- The input
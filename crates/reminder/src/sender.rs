//! Reminder transports.
//!
//! The agenda only hands off a [`ReminderRequest`]; the message itself is
//! written and delivered by whoever owns the webhook.

use std::{sync::Arc, time::Duration};

use agenda_core::{models::reminder::ReminderRequest, services::ReminderSender};
use async_trait::async_trait;
use chrono::NaiveDate;
use eyre::{Result, WrapErr, eyre};
use serde::{Deserialize, Serialize};
use tracing::{debug, info};
use uuid::Uuid;

use crate::config::SenderConfig;

const WEBHOOK_TIMEOUT_SECONDS: u64 = 10;

/// Link a patient follows to confirm or move an appointment.
pub fn reschedule_link(public_url: &str, token: &str) -> String {
    format!(
        "{}/reschedule?token={}",
        public_url.trim_end_matches('/'),
        urlencoding::encode(token)
    )
}

/// Body POSTed to the reminder webhook.
#[derive(Debug, Clone, PartialEq, Eq, Serialize, Deserialize)]
pub struct WebhookPayload {
    pub appointment_id: Uuid,
    pub professional_id: Uuid,
    pub patient_id: Uuid,
    pub phone: String,
    pub date: NaiveDate,
    /// `HH:MM`
    pub time: String,
    pub reschedule_url: Option<String>,
}

impl WebhookPayload {
    pub fn new(reminder: &ReminderRequest, public_url: Option<&str>) -> Self {
        let reschedule_url = match (public_url, reminder.reschedule_token.as_deref()) {
            (Some(base), Some(token)) => Some(reschedule_link(base, token)),
            _ => None,
        };
        Self {
            appointment_id: reminder.appointment_id,
            professional_id: reminder.professional_id,
            patient_id: reminder.patient_id,
            phone: reminder.phone.clone(),
            date: reminder.date,
            time: reminder.start.format("%H:%M").to_string(),
            reschedule_url,
        }
    }
}

pub struct WebhookSender {
    client: reqwest::Client,
    webhook_url: String,
    public_url: Option<String>,
}

impl WebhookSender {
    pub fn new(webhook_url: impl Into<String>, public_url: Option<String>) -> Result<Self> {
        let client = reqwest::Client::builder()
            .timeout(Duration::from_secs(WEBHOOK_TIMEOUT_SECONDS))
            .build()
            .wrap_err("failed to build HTTP client")?;
        Ok(Self {
            client,
            webhook_url: webhook_url.into(),
            public_url,
        })
    }
}

#[async_trait]
impl ReminderSender for WebhookSender {
    async fn send(&self, reminder: &ReminderRequest) -> Result<()> {
        let payload = WebhookPayload::new(reminder, self.public_url.as_deref());
        debug!("Posting reminder for appointment {}", payload.appointment_id);

        let response = self
            .client
            .post(&self.webhook_url)
            .json(&payload)
            .send()
            .await?;

        if !response.status().is_success() {
            let status = response.status();
            let error_text = response.text().await.unwrap_or_default();
            return Err(eyre!("Reminder webhook returned {}: {}", status, error_text));
        }
        Ok(())
    }
}

/// Used when no webhook is configured. Every reminder fails, so a sweep
/// reports them all as skipped.
pub struct DisabledSender;

#[async_trait]
impl ReminderSender for DisabledSender {
    async fn send(&self, reminder: &ReminderRequest) -> Result<()> {
        Err(eyre!(
            "no reminder webhook configured, appointment {} not notified",
            reminder.appointment_id
        ))
    }
}

/// Picks the transport described by `config`.
pub fn build_sender(config: &SenderConfig) -> Result<Arc<dyn ReminderSender>> {
    match &config.webhook_url {
        Some(url) => {
            info!("Reminders go to webhook {}", url);
            Ok(Arc::new(WebhookSender::new(url.clone(), config.public_url.clone())?))
        }
        None => {
            info!("REMINDER_WEBHOOK_URL not set, reminders are disabled");
            Ok(Arc::new(DisabledSender))
        }
    }
}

- Task details
Output all of the material, please, exactly as it stands.

- Expected answer
filename crates/reminder/src/sender.rs
//! Reminder transports.
//!
//! The agenda only hands off a [`ReminderRequest`]; the message itself is
//! written and delivered by whoever owns the webhook.

use std::{sync::Arc, time::Duration};

use agenda_core::{models::reminder::ReminderRequest, services::ReminderSender};
use async_trait::async_trait;
use chrono::NaiveDate;
use eyre::{Result, WrapErr, eyre};
use serde::{Deserialize, Serialize};
use tracing::{debug, info};
use uuid::Uuid;

use crate::config::SenderConfig;

const WEBHOOK_TIMEOUT_SECONDS: u64 = 10;

/// Link a patient follows to confirm or move an appointment.
pub fn reschedule_link(public_url: &str, token: &str) -> String {
    format!(
        "{}/reschedule?token={}",
        public_url.trim_end_matches('/'),
        urlencoding::encode(token)
    )
}

/// Body POSTed to the reminder webhook.
#[derive(Debug, Clone, PartialEq, Eq, Serialize, Deserialize)]
pub struct WebhookPayload {
    pub appointment_id: Uuid,
    pub professional_id: Uuid,
    pub patient_id: Uuid,
    pub phone: String,
    pub date: NaiveDate,
    /// `HH:MM`
    pub time: String,
    pub reschedule_url: Option<String>,
}

impl WebhookPayload {
    pub fn new(reminder: &ReminderRequest, public_url: Option<&str>) -> Self {
        let reschedule_url = match (public_url, reminder.reschedule_token.as_deref()) {
            (Some(base), Some(token)) => Some(reschedule_link(base, token)),
            _ => None,
        };
        Self {
            appointment_id: reminder.appointment_id,
            professional_id: reminder.professional_id,
            patient_id: reminder.patient_id,
            phone: reminder.phone.clone(),
            date: reminder.date,
            time: reminder.start.format("%H:%M").to_string(),
            reschedule_url,
        }
    }
}

pub struct WebhookSender {
    client: reqwest::Client,
    webhook_url: String,
    public_url: Option<String>,
}

impl WebhookSender {
    pub fn new(webhook_url: impl Into<String>, public_url: Option<String>) -> Result<Self> {
        let client = reqwest::Client::builder()
            .timeout(Duration::from_secs(WEBHOOK_TIMEOUT_SECONDS))
            .build()
            .wrap_err("failed to build HTTP client")?;
        Ok(Self {
            client,
            webhook_url: webhook_url.into(),
            public_url,
        })
    }
}

#[async_trait]
impl ReminderSender for WebhookSender {
    async fn send(&self, reminder: &ReminderRequest) -> Result<()> {
        let payload = WebhookPayload::new(reminder, self.public_url.as_deref());
        debug!("Posting reminder for appointment {}", payload.appointment_id);

        let response = self
            .client
            .post(&self.webhook_url)
            .json(&payload)
            .send()
            .await?;

        if !response.status().is_success() {
            let status = response.status();
            let error_text = response.text().await.unwrap_or_default();
            return Err(eyre!("Reminder webhook returned {}: {}", status, error_text));
        }
        Ok(())
    }
}

/// Used when no webhook is configured. Every reminder fails, so a sweep
/// reports them all as skipped.
pub struct DisabledSender;

#[async_trait]
impl ReminderSender for DisabledSender {
    async fn send(&self, reminder: &ReminderRequest) -> Result<()> {
        Err(eyre!(
            "no reminder webhook configured, appointment {} not notified",
            reminder.appointment_id
        ))
    }
}

/// Picks the transport described by `config`.
pub fn build_sender(config: &SenderConfig) -> Result<Arc<dyn ReminderSender>> {
    match &config.webhook_url {
        Some(url) => {
            info!("Reminders go to webhook {}", url);
            Ok(Arc::new(WebhookSender::new(url.clone(), config.public_url.clone())?))
        }
        None => {
            info!("REMINDER_WEBHOOK_URL not set, reminders are disabled");
            Ok(Arc::new(DisabledSender))
        }
    }
}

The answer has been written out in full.